Ontem, uma fonte palaciana revelou, em reserva, que a expectativa do
governador é de que a união do PT seja consagrada para que, em seguida,
se possa reunir esforços para a manutenção da aliança e o
fortalecimento da Frente. Pode pesa a favor o fato de a deputada
federal Luiza Erundina ter sido indicada pelo PSB para ser vice na
chapa do candidato petista em São Paulo.
Sobre a exoneração dos secretários Tadeu Alencar (Casa Civil),
Danilo Cabral (Cidades), Sileno Guedes (Articulação Social e Regional)

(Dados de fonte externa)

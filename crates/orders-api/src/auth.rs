//! Identity extraction from edge-provided headers.
//!
//! The upstream edge terminates authentication and forwards the
//! resolved account as `x-account-id` and `x-role` headers. Requests
//! without both headers are rejected with 401.

use axum::extract::FromRequestParts;
use axum::http::request::Parts;
use common::{AccountId, Identity, Role};

use crate::error::ApiError;

/// Header carrying the authenticated account id.
pub const ACCOUNT_HEADER: &str = "x-account-id";
/// Header carrying the authenticated role.
pub const ROLE_HEADER: &str = "x-role";

/// Extractor for the authenticated caller.
#[derive(Debug, Clone, Copy)]
pub struct Authenticated(pub Identity);

impl<S> FromRequestParts<S> for Authenticated
where
    S: Send + Sync,
{
    type Rejection = ApiError;

    async fn from_request_parts(parts: &mut Parts, _state: &S) -> Result<Self, Self::Rejection> {
        let account_id = parts
            .headers
            .get(ACCOUNT_HEADER)
            .and_then(|v| v.to_str().ok())
            .and_then(|v| v.parse::<i64>().ok())
            .map(AccountId::new)
            .ok_or_else(|| {
                ApiError::Unauthorized(format!("missing or invalid {ACCOUNT_HEADER} header"))
            })?;

        let role = parts
            .headers
            .get(ROLE_HEADER)
            .and_then(|v| v.to_str().ok())
            .and_then(Role::parse)
            .ok_or_else(|| {
                ApiError::Unauthorized(format!("missing or invalid {ROLE_HEADER} header"))
            })?;

        Ok(Authenticated(Identity::new(account_id, role)))
    }
}

impl Authenticated {
    /// Rejects non-admin callers with 403.
    pub fn require_admin(&self) -> Result<&Identity, ApiError> {
        if self.0.is_admin() {
            Ok(&self.0)
        } else {
            Err(ApiError::Forbidden("admin role required".to_string()))
        }
    }
}
#[async_trait]
impl NotificationStore for PostgresStore {
    async fn create_notification(
        &self,
        notification: NewNotification,
    ) -> Result<NotificationRecord> {
        let row = sqlx::query(
            r#"
            INSERT INTO notifications (kind, title, message, order_id, customer_id, customer_email, created_at)
            VALUES ($1, $2, $3, $4, $5, $6, $7)
            RETURNING id, kind, title, message, order_id, customer_id, customer_email,
                      is_read, created_at, sent_at
            "#,
        )
        .bind(&notification.kind)
        .bind(&notification.title)
        .bind(&notification.message)
        .bind(notification.order_id.map(|id| id.as_i64()))
        .bind(notification.customer_id.map(|id| id.as_i64()))
        .bind(&notification.customer_email)
        .bind(notification.created_at)
        .fetch_one(&self.pool)
        .await?;

        Self::row_to_notification(row)
    }

    async fn get_notification(&self, id: NotificationId) -> Result<Option<NotificationRecord>> {
        let row = sqlx::query(
            "SELECT id, kind, title, message, order_id, customer_id, customer_email, \
             is_read, created_at, sent_at FROM notifications WHERE id = $1",
        )
        .bind(id.as_i64())
        .fetch_optional(&self.pool)
        .await?;

        row.map(Self::row_to_notification).transpose()
    }

    async fn list_notifications(&self) -> Result<Vec<NotificationRecord>> {
        let rows = sqlx::query(
            "SELECT id, kind, title, message, order_id, customer_id, customer_email, \
             is_read, created_at, sent_at FROM notifications \
             ORDER BY created_at DESC, id DESC",
        )
        .fetch_all(&self.pool)
        .await?;

        rows.into_iter().map(Self::row_to_notification).collect()
    }

    async fn notifications_for_customer(
        &self,
        customer_id: CustomerId,
    ) -> Result<Vec<NotificationRecord>> {
        let rows = sqlx::query(
            "SELECT id, kind, title, message, order_id, customer_id, customer_email, \
             is_read, created_at, sent_at FROM notifications \
             WHERE customer_id = $1 ORDER BY created_at DESC, id DESC",
        )
        .bind(customer_id.as_i64())
        .fetch_all(&self.pool)
        .await?;

        rows.into_iter().map(Self::row_to_notification).collect()
    }

    async fn unread_notifications(
        &self,
        customer_id: Option<CustomerId>,
    ) -> Result<Vec<NotificationRecord>> {
        let rows = match customer_id {
            Some(customer_id) => {
                sqlx::query(
                    "SELECT id, kind, title, message, order_id, customer_id, customer_email, \
                     is_read, created_at, sent_at FROM notifications \
                     WHERE is_read = FALSE AND customer_id = $1 \
                     ORDER BY created_at DESC, id DESC",
                )
                .bind(customer_id.as_i64())
                .fetch_all(&self.pool)
                .await?
            }
            None => {
                sqlx::query(
                    "SELECT id, kind, title, message, order_id, customer_id, customer_email, \
                     is_read, created_at, sent_at FROM notifications \
                     WHERE is_read = FALSE ORDER BY created_at DESC, id DESC",
                )
                .fetch_all(&self.pool)
                .await?
            }
        };

        rows.into_iter().map(Self::row_to_notification).collect()
    }

    async fn unread_count(&self) -> Result<i64> {
        let count: i64 =
            sqlx::query_scalar("SELECT COUNT(*) FROM notifications WHERE is_read = FALSE")
                .fetch_one(&self.pool)
                .await?;
        Ok(count)
    }

    async fn mark_read(&self, id: NotificationId) -> Result<bool> {
        let result = sqlx::query("UPDATE notifications SET is_read = TRUE WHERE id = $1")
            .bind(id.as_i64())
            .execute(&self.pool)
            .await?;

        Ok(result.rows_affected() > 0)
    }

    async fn mark_all_read(&self, customer_id: CustomerId) -> Result<u64> {
        let result = sqlx::query(
            "UPDATE notifications SET is_read = TRUE \
             WHERE customer_id = $1 AND is_read = FALSE",
        )
        .bind(customer_id.as_i64())
        .execute(&self.pool)
        .await?;

        Ok(result.rows_affected())
    }

    async fn mark_sent(&self, id: NotificationId, at: DateTime<Utc>) -> Result<bool> {
        let result = sqlx::query("UPDATE notifications SET sent_at = $2 WHERE id = $1")
            .bind(id.as_i64())
            .bind(at)
            .execute(&self.pool)
            .await?;

        Ok(result.rows_affected() > 0)
    }

    async fn unsent_notifications(&self) -> Result<Vec<NotificationRecord>> {
        let rows = sqlx::query(
            "SELECT id, kind, title, message, order_id, customer_id, customer_email, \
             is_read, created_at, sent_at FROM notifications \
             WHERE sent_at IS NULL ORDER BY created_at ASC, id ASC",
        )
        .fetch_all(&self.pool)
        .await?;

        rows.into_iter().map(Self::row_to_notification).collect()
    }

    async fn delete_read_older_than(&self, cutoff: DateTime<Utc>) -> Result<u64> {
        let result =
            sqlx::query("DELETE FROM notifications WHERE is_read = TRUE AND created_at < $1")
                .bind(cutoff)
                .execute(&self.pool)
                .await?;

        Ok(result.rows_affected())
    }
}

e Geraldo Júlio (Desenvolvimento Econômico), a fonte revela que “o
governador tinha que se preparar, caso não haja uma unificação dentro
do PT”. “A preocupação de Eduardo é a unidade do PT, leia-se uma
aproximação entre Humberto e o prefeito João da Costa. Se isso não
acontecer, o nome apresentado pelo PT ficará inviabilizado e, dessa
forma, não é interessante se manter a aliança porque é muito negativo
para o partido encarar uma eleição dividida”, disse o governista,
reforçando que os quatro nomes socialistas foram apresentados como uma
alternativa. “O PSB tinha o prazo para a desincompatibilização e
precisava ter munição para o que está por vir”, alertou.
Está nos planos do governador, ainda de acordo com a fonte, que a
aliança entre o PSB e PT seja mantida em outros municípios do Estado,
mas isso só está dependendo do que ficar decidido na Capital. “Neste
momento, o princípio fundamental do PSB é manter a unidade com o PT em
todo o Estado, mas para que possamos tratar sobre isso com cada um dos
municípios, como por exemplo, Petrolina e Salgueiro, é preciso que a
questão seja resolvida no Recife. Porque se o PT não conseguir se unir,
nosso apoio não faz sentido e teremos que sair com candidatura própria.
Em Petrolina, a Frente Popular quer unir Fernando Bezerra Filho
(PSB) e Odacy Amorim, mas o martelo só será batido quando o PT se
organizar no Recife”, enfatizou a fonte.